故郷の思い出
原田さんは私が絵の右上に描いた茅葺屋根の家を指さした。
「ここは私のお友達の家。私の家はこれより少し棚田を上がった所にあるわ。この家の子は私の大親友で、歳も近かったから毎日のように一緒に遊んでいたの。その子とのことは今でもはっきりと覚えている。
少しだけ、私の思い出話をさせてちょうだいね。
その子とのことで一番思い出すのは、二人で町へ行こうとした時ね。狭い村の中だけでの暮らしに飽き飽きしちゃって、こっそり村を抜け出そうとしたの。何度か親に連れられて行ったことがあったから私たちは二人とも道を分かっているつもりだったのね。でも、山は深くて、山の中で迷子になってしまった。夕暮れが過ぎて夜が迫ってきたときは本当に恐ろしかったわ。

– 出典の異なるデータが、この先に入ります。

use ctrlword::{encode_control_word, DdsFrame, WireFrame};
use dds_stream::{Error, FrameSlot, Frames, State, StopSignal, Streamer};
use embedded_hal::spi::{ErrorKind, ErrorType, Operation, SpiDevice};

use std::sync::atomic::{AtomicU64, Ordering};
use std::vec::Vec;

/// Records every write and calls `hook` with the number of writes so far.
struct Recorder<F> {
    writes: Vec<Vec<u8>>,
    fail_at: Option<usize>,
    hook: F,
}

impl<F: FnMut(usize)> Recorder<F> {
    fn new(hook: F) -> Self {
        Self {
            writes: Vec::new(),
            fail_at: None,
            hook,
        }
    }
}

impl<F> ErrorType for Recorder<F> {
    type Error = ErrorKind;
}

impl<F: FnMut(usize)> SpiDevice<u8> for Recorder<F> {
    fn transaction(
        &mut self,
        operations: &mut [Operation<'_, u8>],
    ) -> Result<(), ErrorKind> {
        for op in operations.iter() {
            match op {
                Operation::Write(data) => {
                    if self.fail_at == Some(self.writes.len()) {
                        return Err(ErrorKind::Other);
                    }
                    self.writes.push(data.to_vec());
                    (self.hook)(self.writes.len());
                }
                _ => return Err(ErrorKind::Other),
            }
        }
        Ok(())
    }
}

fn frames(words: &[u32]) -> Frames<5, 4> {
    words.iter().map(|&w| DdsFrame::from_word(w)).collect()
}

#[test]
fn scenario_bytes_on_the_wire() {
    let stop = StopSignal::new();
    let slot = FrameSlot::new();
    let word = encode_control_word(1_000_000, 0).unwrap();
    let seq = Frames::<5, 4>::from_slice(&[word.into()]).unwrap();
    let bus = Recorder::new(|n| {
        if n == 2 {
            stop.stop()
        }
    });
    let mut streamer = Streamer::new(bus, seq, &stop, &slot).unwrap();
    streamer.run().unwrap();
    let bus = streamer.release();
    assert_eq!(bus.writes, vec![vec![0x00, 0x0f, 0x42, 0x40, 0x00]; 2]);
}

#[test]
fn order_preserved_over_cycles() {
    const K: usize = 7;
    let stop = StopSignal::new();
    let slot = FrameSlot::new();
    let seq = frames(&[0x11, 0x22, 0x33]);
    let bus = Recorder::new(|n| {
        if n == 3 * K {
            stop.stop()
        }
    });
    let mut streamer = Streamer::new(bus, seq.clone(), &stop, &slot).unwrap();
    let summary = streamer.run().unwrap();
    assert_eq!(summary.cycles, K as u64);
    assert_eq!(summary.frames, 3 * K as u64);
    assert_eq!(streamer.state(), State::Stopped);

    let bus = streamer.release();
    assert_eq!(bus.writes.len(), 3 * K);
    for (cycle, chunk) in bus.writes.chunks(3).enumerate() {
        for (have, want) in chunk.iter().zip(seq.iter()) {
            assert_eq!(have.as_slice(), &want.as_bytes()[..], "cycle {cycle}");
        }
    }
}

#[test]
fn stop_honored_within_one_cycle() {
    for stop_at in 1..=12 {
        let stop = StopSignal::new();
        let slot = FrameSlot::new();
        let seq = frames(&[1, 2, 3, 4]);
        let bus = Recorder::new(|n| {
            if n == stop_at {
                stop.stop()
            }
        });
        let mut streamer = Streamer::new(bus, seq, &stop, &slot).unwrap();
        streamer.run().unwrap();
        let sent = streamer.release().writes.len();
        // Only the remainder of the current cycle follows the stop.
        assert!(sent >= stop_at);
        assert!(sent - stop_at < 4);
        assert_eq!(sent % 4, 0);
    }
}

#[test]
fn stop_before_start_sends_nothing() {
    let stop = StopSignal::new();
    let slot = FrameSlot::new();
    stop.stop();
    let mut streamer =
        Streamer::new(Recorder::new(|_| {}), frames(&[1]), &stop, &slot)
            .unwrap();
    assert_eq!(streamer.state(), State::Idle);
    let summary = streamer.run().unwrap();
    assert_eq!(summary.frames, 0);
    assert_eq!(streamer.state(), State::Stopped);
}

#[test]
fn transport_failure_is_fatal() {
    let stop = StopSignal::new();
    let slot = FrameSlot::new();
    let mut bus = Recorder::new(|_| {});
    bus.fail_at = Some(5);
    let mut streamer =
        Streamer::new(bus, frames(&[1, 2, 3]), &stop, &slot).unwrap();
    assert_eq!(streamer.run(), Err(Error::Transport(ErrorKind::Other)));
    assert_eq!(streamer.state(), State::Failed);
    assert_eq!(streamer.summary().frames, 5);
    assert_eq!(streamer.summary().cycles, 1);

    // No implicit restart.
    assert_eq!(streamer.run(), Err(Error::NotArmed(State::Failed)));

    streamer.rearm();
    assert_eq!(streamer.state(), State::Idle);
    assert_eq!(streamer.run(), Err(Error::Transport(ErrorKind::Other)));
    assert_eq!(streamer.release().writes.len(), 5);
}

#[test]
fn rearm_after_stop() {
    let stop = StopSignal::new();
    let slot = FrameSlot::new();
    stop.stop();
    let mut streamer =
        Streamer::new(Recorder::new(|_| {}), frames(&[1]), &stop, &slot)
            .unwrap();
    streamer.run().unwrap();
    assert_eq!(streamer.run(), Err(Error::NotArmed(State::Stopped)));
    streamer.rearm();
    assert!(!stop.is_stopped());
    assert_eq!(streamer.state(), State::Idle);
}

#[test]
fn stop_and_failure_in_one_cycle() {
    let stop = StopSignal::new();
    let slot = FrameSlot::new();
    let mut bus = Recorder::new(|n| {
        if n == 1 {
            stop.stop()
        }
    });
    bus.fail_at = Some(1);
    let mut streamer =
        Streamer::new(bus, frames(&[1, 2, 3]), &stop, &slot).unwrap();
    assert_eq!(streamer.run(), Err(Error::Transport(ErrorKind::Other)));
    assert!(streamer.stop_requested());

    // The pending stop survives the re-arm and ends the next session at once.
    streamer.rearm();
    assert_eq!(streamer.state(), State::Idle);
    assert!(stop.is_stopped());
    let summary = streamer.run().unwrap();
    assert_eq!(summary.frames, 1);
    assert_eq!(streamer.state(), State::Stopped);
    assert_eq!(streamer.release().writes.len(), 1);
}

#[test]
fn empty_sequence_rejected() {
    let stop = StopSignal::new();
    let slot = FrameSlot::new();
    let res = Streamer::<_, 5, 4>::new(
        Recorder::new(|_| {}),
        Frames::new(),
        &stop,
        &slot,
    );
    assert!(matches!(res, Err(Error::Configuration(_))));
}

#[test]
fn swap_at_cycle_boundary() {
    let stop = StopSignal::new();
    let slot = FrameSlot::new();
    let old = frames(&[0xa1, 0xa2, 0xa3]);
    let new = frames(&[0xb1, 0xb2]);
    let bus = Recorder::new(|n| {
        // Offer mid-cycle, stop after the first cycle of the new sequence.
        if n == 2 {
            slot.offer(new.clone()).unwrap();
        }
        if n == 5 {
            stop.stop();
        }
    });
    let mut streamer = Streamer::new(bus, old, &stop, &slot).unwrap();
    let summary = streamer.run().unwrap();
    assert_eq!(summary.swaps, 1);
    assert_eq!(summary.cycles, 2);
    assert_eq!(streamer.frames(), new.as_slice());

    let words: Vec<u32> = streamer
        .release()
        .writes
        .iter()
        .map(|w| u32::from_be_bytes([w[1], w[2], w[3], w[4]]))
        .collect();
    assert_eq!(words, [0xa1, 0xa2, 0xa3, 0xb1, 0xb2]);
}

/// Counts writes without storing them.
struct Counter<'a>(&'a AtomicU64);

impl ErrorType for Counter<'_> {
    type Error = ErrorKind;
}

impl SpiDevice<u8> for Counter<'_> {
    fn transaction(
        &mut self,
        operations: &mut [Operation<'_, u8>],
    ) -> Result<(), ErrorKind> {
        self.0.fetch_add(operations.len() as u64, Ordering::Relaxed);
        Ok(())
    }
}

#[test]
fn stop_from_other_thread() {
    let stop = StopSignal::new();
    let slot = FrameSlot::<4, 2>::new();
    let count = AtomicU64::new(0);
    let seq = Frames::from_slice(&[
        WireFrame::from_bytes([0xf0; 4]),
        WireFrame::from_bytes([0xcc; 4]),
    ])
    .unwrap();

    let summary = std::thread::scope(|s| {
        let handle = s.spawn(|| {
            let mut streamer =
                Streamer::new(Counter(&count), seq, &stop, &slot).unwrap();
            streamer.run()
        });
        while count.load(Ordering::Relaxed) < 1000 {
            std::thread::yield_now();
        }
        stop.stop();
        handle.join().unwrap()
    })
    .unwrap();

    assert_eq!(summary.frames, count.load(Ordering::Relaxed));
    assert_eq!(summary.frames, 2 * summary.cycles);
}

二人で泣いていたら村の男たちが見つけてくれて、何とか事なきを得たんだけど、当然お父さんたちにこっぴどく叱られたわ。それからしばらくは家から出してもらえなかったもの。」
初めて会った人の話なのに、何だか初めて聞いた気がしなかった。同じ話を前にも聞いたことがあるような、そんな感覚だった。
私はふと気になったことを聞いてみた。
「そのお友達の名前、何ですか?」
「名前? 竹田紹子ちゃんよ。私は紹ちゃんと呼んでいたわ。長谷川さんってとこにお嫁に行ったから、それからは長谷川紹子ちゃんね。」
長谷川紹子…。
「原田さん、長谷川紹子は、私のおばあちゃんです。」